阻断β细胞脂毒性损害始终是防治糖尿病的核心，但迄今缺乏靶向干预药物。我们前期研究发现下调游离脂肪酸受体1(FFAR1)表达将削弱PPARγ激动剂Pioglitazone(Piog)拮抗β细胞脂毒性的作用，推测FFAR1可能参与Piog的抗脂毒性机制。为此，本研究拟以胰岛β细胞系为研究对象，采用RNA干扰和基因过表达技术调控基因表达；运用干预制剂在功能蛋白层面直接调节蛋白活性；利用FFAR1阴性表达细胞构建外源性FFAR1表达细胞模型等手段，从以下三个层次深入剖析FFAR1的潜在作用：首先观察FFAR1是否介导Piog的抗脂毒性作用；接着分析FFAR1介导作用的可能途径是否通过调节核因子PPARγ表达及活性，抑制氧化应激，改善胰岛素相关基因MafA、PDX-1的表达；最后从分子机制角度探讨FFAR1发挥效应是否经PLC-IP3-Ca2+通路传导。以期为干预β细胞脂毒性损害提供新的途径或靶点。

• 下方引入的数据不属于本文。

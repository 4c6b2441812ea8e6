//! Approximate logical line counting for declarations.

use tree_sitter::Node;

use crate::syntax::{csharp, SourceUnit};

/// Count the meaningful lines of a declaration.
///
/// The declaration text is reconstructed from the syntax tree with comment
/// nodes spliced out, then split into lines; a line counts iff it is
/// non-empty after trimming and does not start with a single-line comment
/// marker. Recomputed per declaration, never cached.
pub fn logical_line_count(unit: &SourceUnit, decl: Node) -> usize {
    let stripped = text_without_comments(unit, decl);
    stripped
        .lines()
        .map(str::trim)
        .filter(|line| !line.is_empty() && !line.starts_with("//"))
        .count()
}

/// The declaration's source text with every comment node's byte range
/// removed. Removal is structural (driven by the tree), so block comments
/// disappear wholesale rather than line by line.
fn text_without_comments(unit: &SourceUnit, decl: Node) -> String {
    let start = decl.start_byte();
    let end = decl.end_byte();
    let mut spans = csharp::comment_spans(decl);
    spans.sort_unstable();

    let mut kept = Vec::with_capacity(end - start);
    let mut pos = start;
    for (comment_start, comment_end) in spans {
        if comment_start > pos {
            kept.extend_from_slice(&unit.source[pos..comment_start]);
        }
        pos = pos.max(comment_end);
    }
    if pos < end {
        kept.extend_from_slice(&unit.source[pos..end]);
    }
    String::from_utf8_lossy(&kept).into_owned()
}

#[cfg(test)]
mod tests {
    use super::*;
    use crate::syntax::csharp::{kind, CSharpSyntax};
    use crate::syntax::{descendants_of_kind, SyntaxProvider};
    use std::path::Path;

    fn first_method(source: &str) -> (SourceUnit, usize) {
        let unit = CSharpSyntax::new()
            .parse(Path::new("Test.cs"), source.as_bytes())
            .unwrap();
        let methods = descendants_of_kind(unit.root(), kind::METHOD);
        let count = logical_line_count(&unit, methods[0]);
        (unit, count)
    }

    #[test]
    fn counts_signature_and_body_lines() {
        let (_, count) = first_method(
            "class C {\n    void M()\n    {\n        int a = 1;\n        a += 1;\n    }\n}",
        );
        // signature, both braces, two statements
        assert_eq!(count, 5);
    }

    #[test]
    fn blank_lines_and_line_comments_do_not_count() {
        let plain =
            "class C {\n    void M()\n    {\n        int a = 1;\n    }\n}";
        let noisy = "class C {\n    void M()\n    {\n\n        // setup\n        int a = 1;\n\n    }\n}";
        let (_, baseline) = first_method(plain);
        let (_, with_noise) = first_method(noisy);
        assert_eq!(baseline, with_noise);
    }

    #[test]
    fn block_comments_are_spliced_out() {
        let plain = "class C {\n    void M()\n    {\n        int a = 1;\n    }\n}";
        let commented =
            "class C {\n    void M()\n    {\n        /* multi\n           line\n           note */\n        int a = 1;\n    }\n}";
        let (_, baseline) = first_method(plain);
        let (_, with_comment) = first_method(commented);
        assert_eq!(baseline, with_comment);
    }

    #[test]
    fn trailing_comment_does_not_erase_the_statement() {
        let (_, count) = first_method(
            "class C {\n    void M()\n    {\n        int a = 1; // trailing\n    }\n}",
        );
        assert_eq!(count, 4);
    }

    #[test]
    fn expression_bodied_method_is_one_line() {
        let (_, count) = first_method("class C {\n    int M() => 42;\n}");
        assert_eq!(count, 1);
    }
}
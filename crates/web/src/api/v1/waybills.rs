use std::sync::Arc;

use axum::{
    extract::{rejection::QueryRejection, OriginalUri, Path, Query, State},
    routing::{get, on},
    Extension, Json, Router,
};
use model::{
    equipment::Equipment,
    event::Event,
    location::Location,
    waybill::{Party, RouteHop, Waybill},
};
use railcar::database::Database;
use utility::let_also::LetAlso;

use super::{
    equipment::equipment_list_hateoas, events::event_list_hateoas,
    locations::location_hateoas,
};
use crate::{
    common::{
        after_param, error_response, route_not_found, schema, AfterParams,
        HateoasResult, VecResponse, METHOD_FILTER_ALL,
    },
    hateoas,
    middleware::base_url::{base_url_middleware, BaseUrl},
    WebState,
};

macro_rules! resource {
    ($($arg:tt)*) => {
        crate::api::v1::resource!("/waybills{}", format_args!($($arg)*))
    };
}
pub(crate) use resource;

pub(crate) fn routes<D: Database>(state: WebState<D>) -> Router {
    Router::new()
        .route("/schema", get(schema::<Waybill>))
        .route("/:id", get(get_waybill::<D>))
        .route("/:id/equipment", get(get_waybill_equipment::<D>))
        .route("/:id/events", get(get_waybill_events::<D>))
        .route("/:id/locations", get(get_waybill_locations::<D>))
        .route("/:id/route", get(get_waybill_route::<D>))
        .route("/:id/parties", get(get_waybill_parties::<D>))
        .route("/", get(get_waybills::<D>))
        .layer(axum::middleware::from_fn(base_url_middleware))
        .with_state(state)
        .fallback_service(on(METHOD_FILTER_ALL, route_not_found))
}

async fn get_waybills<D: Database>(
    OriginalUri(original_uri): OriginalUri,
    State(WebState { client }): State<WebState<D>>,
    Extension(base_url): Extension<Arc<BaseUrl>>,
) -> HateoasResult<VecResponse<hateoas::Response<Waybill>>> {
    client
        .get_waybills()
        .await
        .map(|waybills| {
            waybills
                .into_iter()
                .map(|waybill| waybill_hateoas(waybill, base_url.clone()))
                .collect::<Vec<_>>()
                .let_owned(|data| {
                    hateoas::Response::builder(VecResponse::new(data), base_url)
                        .link("self", resource!(""))
                        .build()
                        .json()
                })
        })
        .map_err(|why| error_response(why, original_uri.path()))
}

async fn get_waybill<D: Database>(
    OriginalUri(original_uri): OriginalUri,
    Path(id): Path<String>,
    State(WebState { client }): State<WebState<D>>,
    Extension(base_url): Extension<Arc<BaseUrl>>,
) -> HateoasResult<Waybill> {
    client
        .get_waybill(&id)
        .await
        .map(|waybill| waybill_hateoas(waybill, base_url).json())
        .map_err(|why| error_response(why, original_uri.path()))
}

async fn get_waybill_equipment<D: Database>(
    OriginalUri(original_uri): OriginalUri,
    Path(id): Path<String>,
    State(WebState { client }): State<WebState<D>>,
    Extension(base_url): Extension<Arc<BaseUrl>>,
) -> HateoasResult<VecResponse<hateoas::Response<Equipment>>> {
    client
        .waybill_equipment(&id)
        .await
        .map(|equipment| {
            equipment_list_hateoas(equipment, resource!("/{}/equipment", id), base_url)
        })
        .map_err(|why| error_response(why, original_uri.path()))
}

async fn get_waybill_events<D: Database>(
    OriginalUri(original_uri): OriginalUri,
    Path(id): Path<String>,
    State(WebState { client }): State<WebState<D>>,
    Extension(base_url): Extension<Arc<BaseUrl>>,
    params: Result<Query<AfterParams>, QueryRejection>,
) -> HateoasResult<VecResponse<hateoas::Response<Event>>> {
    let after = after_param(params, original_uri.path())?;
    client
        .waybill_events(&id, after)
        .await
        .map(|events| event_list_hateoas(events, resource!("/{}/events", id), base_url))
        .map_err(|why| error_response(why, original_uri.path()))
}

async fn get_waybill_locations<D: Database>(
    OriginalUri(original_uri): OriginalUri,
    Path(id): Path<String>,
    State(WebState { client }): State<WebState<D>>,
    Extension(base_url): Extension<Arc<BaseUrl>>,
) -> HateoasResult<VecResponse<hateoas::Response<Location>>> {
    client
        .waybill_locations(&id)
        .await
        .map(|locations| {
            locations
                .into_iter()
                .map(|location| location_hateoas(location, base_url.clone()))
                .collect::<Vec<_>>()
                .let_owned(|data| {
                    hateoas::Response::builder(VecResponse::new(data), base_url)
                        .link("self", resource!("/{}/locations", id))
                        .link("waybill", resource!("/{}", id))
                        .build()
                        .json()
                })
        })
        .map_err(|why| error_response(why, original_uri.path()))
}

async fn get_waybill_route<D: Database>(
    OriginalUri(original_uri): OriginalUri,
    Path(id): Path<String>,
    State(WebState { client }): State<WebState<D>>,
    Extension(base_url): Extension<Arc<BaseUrl>>,
) -> HateoasResult<VecResponse<RouteHop>> {
    client
        .waybill_route(&id)
        .await
        .map(|route| derived_view_hateoas(route, &id, "route", base_url))
        .map_err(|why| error_response(why, original_uri.path()))
}

async fn get_waybill_parties<D: Database>(
    OriginalUri(original_uri): OriginalUri,
    Path(id): Path<String>,
    State(WebState { client }): State<WebState<D>>,
    Extension(base_url): Extension<Arc<BaseUrl>>,
) -> HateoasResult<VecResponse<Party>> {
    client
        .waybill_parties(&id)
        .await
        .map(|parties| derived_view_hateoas(parties, &id, "parties", base_url))
        .map_err(|why| error_response(why, original_uri.path()))
}

fn derived_view_hateoas<T>(
    data: Vec<T>,
    id: &str,
    view: &str,
    base_url: Arc<BaseUrl>,
) -> Json<hateoas::Response<VecResponse<T>>> {
    hateoas::Response::builder(VecResponse::new(data), base_url)
        .link("self", resource!("/{}/{}", id, view))
        .link("waybill", resource!("/{}", id))
        .build()
        .json()
}

pub(crate) fn waybill_hateoas(
    waybill: Waybill,
    base_url: Arc<BaseUrl>,
) -> hateoas::Response<Waybill> {
    let id = waybill.id.clone();
    hateoas::Response::builder(waybill, base_url)
        .link("self", resource!("/{}", id))
        .link("equipment", resource!("/{}/equipment", id))
        .link("events", resource!("/{}/events", id))
        .link("locations", resource!("/{}/locations", id))
        .link("route", resource!("/{}/route", id))
        .link("parties", resource!("/{}/parties", id))
        .build()
}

It is the core pathway to block β cells lipotoxicity-induced damage for preventing and treating diabetes, but it still lacks of specific intervention to lipotoxicity. In our present study, we have found that down-regulating the expression of free fatty acid receptor-1 (FFAR1) can weaken the anti-lipotoxicity effect of PPARγ agonist Pioglitazone(Piog) on β cells. Our results indicate that FFAR1 might mediate the anti-lipotoxicity role of PPARγ agonist. In order to confirm the hypothesis above, this project is designed to set β cell lines as an object of research, use RNAi and gene overexpression to regulate gene expression, regulate protein activity by chemicals in functional protein level, and build the cell model of exogenous FFAR1 expression with FFAR1 negative cell lines for an in-depth study of the potential role of FFAR1 through the three steps as follows: at first, our project is planned to observe whether FFAR1 mediates the anti-lipotoxicity effect of Piog; and next, we will analyze whether the possible pathway mediated by FFAR1 is by way of regulating the activity and expression of PPARγ, inhibiting oxidative stress, and improving the expression of insulin-related genes such as PDX-1 and MafA; at last, we will further investigate whether the effect of FFAR1 is conducted by the PLC-IP3-Ca2+ pathway from the perspective of molecular mechanisms. This project is with the purpose of providing a new way or target for intervening in β-cell lipotoxicity damage.